Address by Minister of State, Mr Conor Lenihan T.D., to the Follow-Up Seminar on the Framework Convention for the Protection of National Minorities, 28 February 2005
Madam Chairperson, Ladies and Gentleman,
I am very happy to have the opportunity to address you briefly on behalf of the Irish Government.
Today's Seminar represents an important moment in Ireland's participation in the Council of Europe's Framework Convention for the Protection of National Minorities.
It closes the first cycle of reporting on Ireland and begins the preparations for the second. Politically, it illustrates the continuing relevance for Ireland of the work of the Council of Europe.
Council of Europe
Ireland's support for the Framework Convention for the Protection of National Minorities is a manifestation of our deep commitment to the Council of Europe, Europe's oldest political organisation.
As one of just ten founding members, Ireland has been involved with the Council of Europe since its inception in1949, in the aftermath of WWII.
To do this, the Council of Europe pioneered the promotion and protection of human rights on the continent of Europe. The organisation was the first to enshrine human rights standards in international law with the aim of making them universal throughout Europe.
Even today, what marks the Council of Europe out from other international organisations is its enduring concern with values, at the centre of which is the individual.
The Council of Europe's European Convention on Human Rights (ECHR) was the first multilateral convention which gave rights to individuals.
In terms of both guaranteed rights and judicial supervision of those rights, the ECHR remains, for Ireland and for the European Union, the essential reference point for the protection of civil and political rights throughout Europe.
For many years, the Council of Europe has had a focus on combating problems of racism and intolerance.
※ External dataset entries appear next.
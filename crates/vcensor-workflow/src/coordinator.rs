//! The upload-and-process workflow coordinator.
//!
//! Owns the workflow state machine and sequences the collaborators:
//! sanitizer, credential client, blob uploader, process invoker and result
//! locator, strictly in that order. All state mutation happens here; every
//! mutation that follows an await is applied through the run-identifier
//! guard so responses of an abandoned run are discarded.

use std::sync::{Arc, Mutex, MutexGuard};

use chrono::Utc;
use tracing::{debug, info, warn};
use uuid::Uuid;

use vcensor_client::ApiClient;
use vcensor_models::{
    storage_key_for, DownloadCredential, FailureKind, KeyStamper, ProcessingResult, SourceFile,
    StorageKey, UploadCredential, WorkflowFailure, WorkflowState,
};
use vcensor_storage::BlobUploader;

use crate::config::WorkflowConfig;
use crate::error::{classify_client, classify_storage, WorkflowError, WorkflowResult};

/// Identifier of a single workflow run.
///
/// Changes on every file selection or reset, so a late response can be
/// recognized as belonging to an abandoned run.
#[derive(Debug, Clone, Copy, PartialEq, Eq)]
struct RunId(Uuid);

impl RunId {
    fn new() -> Self {
        Self(Uuid::new_v4())
    }
}

/// Mutable workflow state; single writer behind the coordinator's lock.
#[derive(Debug)]
struct RunState {
    run: RunId,
    state: WorkflowState,
    file: Option<SourceFile>,
    storage_key: Option<StorageKey>,
    credential: Option<UploadCredential>,
    result: Option<ProcessingResult>,
    download: Option<DownloadCredential>,
    failure: Option<WorkflowFailure>,
}

impl RunState {
    fn idle() -> Self {
        Self {
            run: RunId::new(),
            state: WorkflowState::Idle,
            file: None,
            storage_key: None,
            credential: None,
            result: None,
            download: None,
            failure: None,
        }
    }
}

/// Read-only view of the workflow for presentation layers.
#[derive(Debug, Clone, PartialEq)]
pub struct WorkflowSnapshot {
    /// Current state machine position.
    pub state: WorkflowState,
    /// Display name of the selected file, if any.
    pub file_name: Option<String>,
    /// Failure of the current run, if any.
    pub failure: Option<WorkflowFailure>,
    /// Storage key of the censored output once processing succeeded.
    pub output_key: Option<StorageKey>,
    /// Signed download URL once the workflow is ready.
    pub download_url: Option<String>,
    /// Public playback URL of the output, when a public bucket is configured.
    pub preview_url: Option<String>,
}

/// Coordinates one upload-and-process workflow at a time.
///
/// Cloning shares the underlying state, so a presentation layer may read
/// snapshots or select a new file while a run is in flight; a new selection
/// abandons the run rather than starting a second one.
#[derive(Clone)]
pub struct WorkflowCoordinator {
    api: ApiClient,
    uploader: BlobUploader,
    config: WorkflowConfig,
    stamper: Arc<KeyStamper>,
    state: Arc<Mutex<RunState>>,
}

impl WorkflowCoordinator {
    /// Create a coordinator from configuration.
    pub fn new(config: WorkflowConfig) -> WorkflowResult<Self> {
        let api = ApiClient::new(config.api.clone())
            .map_err(|e| WorkflowError::Config(e.to_string()))?;

        Ok(Self {
            api,
            uploader: BlobUploader::new(),
            config,
            stamper: Arc::new(KeyStamper::new()),
            state: Arc::new(Mutex::new(RunState::idle())),
        })
    }

    /// Create from environment variables.
    pub fn from_env() -> WorkflowResult<Self> {
        Self::new(WorkflowConfig::from_env())
    }

    /// Select a file, discarding any prior run.
    ///
    /// Clears credentials, results and failures of the previous selection
    /// and issues a fresh run identifier; an in-flight run keeps executing
    /// but its responses will no longer be applied.
    pub fn select_file(&self, file: SourceFile) {
        let mut s = self.lock();
        if s.state.is_in_flight() {
            info!(file = %file.name, "Abandoning in-flight run for a new selection");
        }
        *s = RunState {
            state: WorkflowState::FileSelected,
            file: Some(file),
            ..RunState::idle()
        };
    }

    /// Reset to idle, discarding everything.
    pub fn reset(&self) {
        *self.lock() = RunState::idle();
    }

    /// Execute the workflow for the selected file.
    ///
    /// Walks credential request, blob transfer, processing and download-link
    /// retrieval strictly in order; the first failing step records a
    /// terminal failure and nothing after it runs. Returns `Ok` when the run
    /// reached `Ready` or was abandoned by a newer selection.
    pub async fn run(&self) -> WorkflowResult<()> {
        let (run, file, key) = {
            let mut s = self.lock();
            if s.state.is_in_flight() || s.state.is_terminal() {
                warn!(state = %s.state, "Run not started; a fresh file selection is required");
                return Ok(());
            }
            let Some(file) = s.file.clone() else {
                let failure = WorkflowFailure::user_input("Please select a video!");
                s.failure = Some(failure.clone());
                return Err(WorkflowError::Run(failure));
            };

            let stamp = self.stamper.next(Utc::now());
            let key = storage_key_for(&file.name, stamp);
            s.storage_key = Some(key.clone());
            s.state = WorkflowState::RequestingCredential;
            (s.run, file, key)
        };

        info!(file = %file.name, key = %key, "Starting upload-and-process run");

        let credential = match self.api.request_upload_url(&key).await {
            Ok(credential) => credential,
            Err(e) => return self.fail(run, classify_client(FailureKind::CredentialRequest, e)),
        };
        if !self.apply(run, |s| {
            s.credential = Some(credential.clone());
            s.state = WorkflowState::Uploading;
        }) {
            return Ok(());
        }

        // Direct transfer: the bytes never touch the control plane.
        if let Err(e) = self
            .uploader
            .upload(&credential, file.data.clone(), &file.content_type)
            .await
        {
            return self.fail(run, classify_storage(e));
        }
        if !self.apply(run, |s| s.state = WorkflowState::Processing) {
            return Ok(());
        }

        let result = match self.api.invoke_processing(&key).await {
            Ok(result) => result,
            Err(e) => return self.fail(run, classify_client(FailureKind::Processing, e)),
        };
        if !self.apply(run, |s| {
            s.result = Some(result.clone());
            s.state = WorkflowState::FetchingDownloadLink;
        }) {
            return Ok(());
        }

        // The processed output is kept even when only the link fetch fails,
        // so this last step can be retried on its own.
        let output_key = result.output_key.clone();
        match self.api.request_download_url(&output_key).await {
            Ok(link) => {
                if self.apply(run, |s| {
                    s.download = Some(link.clone());
                    s.state = WorkflowState::Ready;
                }) {
                    info!(key = %output_key, "Workflow ready");
                }
                Ok(())
            }
            Err(e) => self.fail(run, classify_client(FailureKind::DownloadLink, e)),
        }
    }

    /// Re-run only the download-link step.
    ///
    /// Valid whenever a processed output is held: after a download-link
    /// failure, or when a previously fetched link expired before use. The
    /// upload and processing steps are not repeated.
    pub async fn refresh_download_url(&self) -> WorkflowResult<()> {
        let (run, output_key) = {
            let mut s = self.lock();
            let Some(result) = s.result.clone() else {
                let failure =
                    WorkflowFailure::user_input("No processed video available for download.");
                s.failure = Some(failure.clone());
                return Err(WorkflowError::Run(failure));
            };
            s.failure = None;
            s.state = WorkflowState::FetchingDownloadLink;
            (s.run, result.output_key)
        };

        match self.api.request_download_url(&output_key).await {
            Ok(link) => {
                self.apply(run, |s| {
                    s.download = Some(link.clone());
                    s.state = WorkflowState::Ready;
                });
                Ok(())
            }
            Err(e) => self.fail(run, classify_client(FailureKind::DownloadLink, e)),
        }
    }

    /// Current state for presentation layers.
    pub fn snapshot(&self) -> WorkflowSnapshot {
        let s = self.lock();
        let preview_url = match (&self.config.public_bucket, &s.result) {
            (Some(bucket), Some(result)) => Some(result.public_object_url(bucket)),
            _ => None,
        };

        WorkflowSnapshot {
            state: s.state,
            file_name: s.file.as_ref().map(|f| f.name.clone()),
            failure: s.failure.clone(),
            output_key: s.result.as_ref().map(|r| r.output_key.clone()),
            download_url: s.download.as_ref().map(|d| d.url.clone()),
            preview_url,
        }
    }

    /// Current state machine position.
    pub fn state(&self) -> WorkflowState {
        self.lock().state
    }

    /// Apply a mutation if `run` is still the current run.
    ///
    /// Responses that arrive for an abandoned run are discarded here.
    fn apply(&self, run: RunId, mutate: impl FnOnce(&mut RunState)) -> bool {
        let mut s = self.lock();
        if s.run != run {
            debug!("Discarding response for an abandoned run");
            return false;
        }
        mutate(&mut s);
        true
    }

    /// Record a terminal failure for `run` and surface it to the caller.
    fn fail(&self, run: RunId, failure: WorkflowFailure) -> WorkflowResult<()> {
        let applied = self.apply(run, |s| {
            s.state = WorkflowState::Failed;
            s.failure = Some(failure.clone());
        });
        if applied {
            warn!(kind = %failure.kind, "Workflow failed: {}", failure);
            Err(WorkflowError::Run(failure))
        } else {
            Ok(())
        }
    }

    fn lock(&self) -> MutexGuard<'_, RunState> {
        // The lock is only held for synchronous mutation, never across an
        // await; a poisoned lock still holds consistent state.
        self.state.lock().unwrap_or_else(|e| e.into_inner())
    }
}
Some national minorities may be vulnerable on this score. The Framework Convention has a key role to play in protecting them from racism and discrimination and protecting the rights and freedoms of persons belonging to those minorities.
Ladies and Gentlemen,
The Council of Europe is a democratic anchor for the continent of Europe.
Following the collapse of the former Soviet Union, it supported the countries of central and eastern Europe in introducing and consolidating political, legal and constitutional reforms in parallel with reforms in the economic field.
A great deal is at stake for the Council of Europe at this time. Its Third Summit, in Warsaw in May, will chart the way ahead for the Council itself and for its relationship with the EU.
The Summit will certainly refocus public attention on the situation of human rights in Europe.
The Summit should copperfasten the Council of Europe's position as the European Union's key partner within the existing architecture of Europe in the work of promoting human rights.
The Summit, I think, must address the issue of ensuring coherence and complementarity between the different human rights instruments, machinery and activities emerging in Europe. Clarity and simplicity of systems is essential to broad-based democratic acceptance.
In arranging today's seminar the Government demonstrates its serious approach to fulfilling its commitments under this important multilateral instrument devoted to the protection of national minorities in general.
The Government's wishes, to continue the dialogue with the Advisory Committee. Through this dialogue, the Government hopes also to have the benefit of the Committee's experience of successful approaches adopted by other States in the implementation of the Framework Convention.
In arranging for governmental representatives, experts from the national administration, and representatives of civil society, as well as members of the Advisory Committee, to exchange views honestly on matters arising from of the first round of monitoring, we are continuing to follow an inclusive approach.
Ireland is no longer an ethnically homogenous society. We must work continuously towards building inclusive communities and intercultural respect.
In this context, the Traveller Community is an important, distinct cultural minority in Irish society. Travellers are a target group for positive action.
The high priority attached by the Government to the Travelling Community is reflected in the resources given to Traveller- specific programmes, particularly in the areas of accommodation, education, and housing.
Ireland now has one of the most comprehensive anti-discrimination codes in Europe, which is backed up by a range of statutory bodies charged with guarding against discrimination. Each of them is represented here today.
The Government are not standing still. Just a few weeks ago my colleague, the Minister for Justice, Equality and Law Reform, launched the National Action Plan Against Racism, with the title “Planning for Diversity.”
Later this week, another comprehensive assessment of Ireland's record will take place when our first report under the UN Convention on the Elimination of Racial Discrimination will be examined in Geneva.
As with the Framework Convention, we welcome this opportunity to set out achievements but also to learn about any gaps which may need to be addressed in terms of the protections we offer in a society whose population is now drawn from many and diverse sources.
But in all the discussion of rights it is vital to remember that they must also be balanced against the duties and obligations that citizens and immigrants owe to the State, community and civil society.
All of you, especially our visitors from the FCNM Secretariat in Strasbourg, are very welcome to Dublin Castle. I thank you for your participation in the Seminar and wish every success to your deliberations and to the ongoing dialogue fostered here today.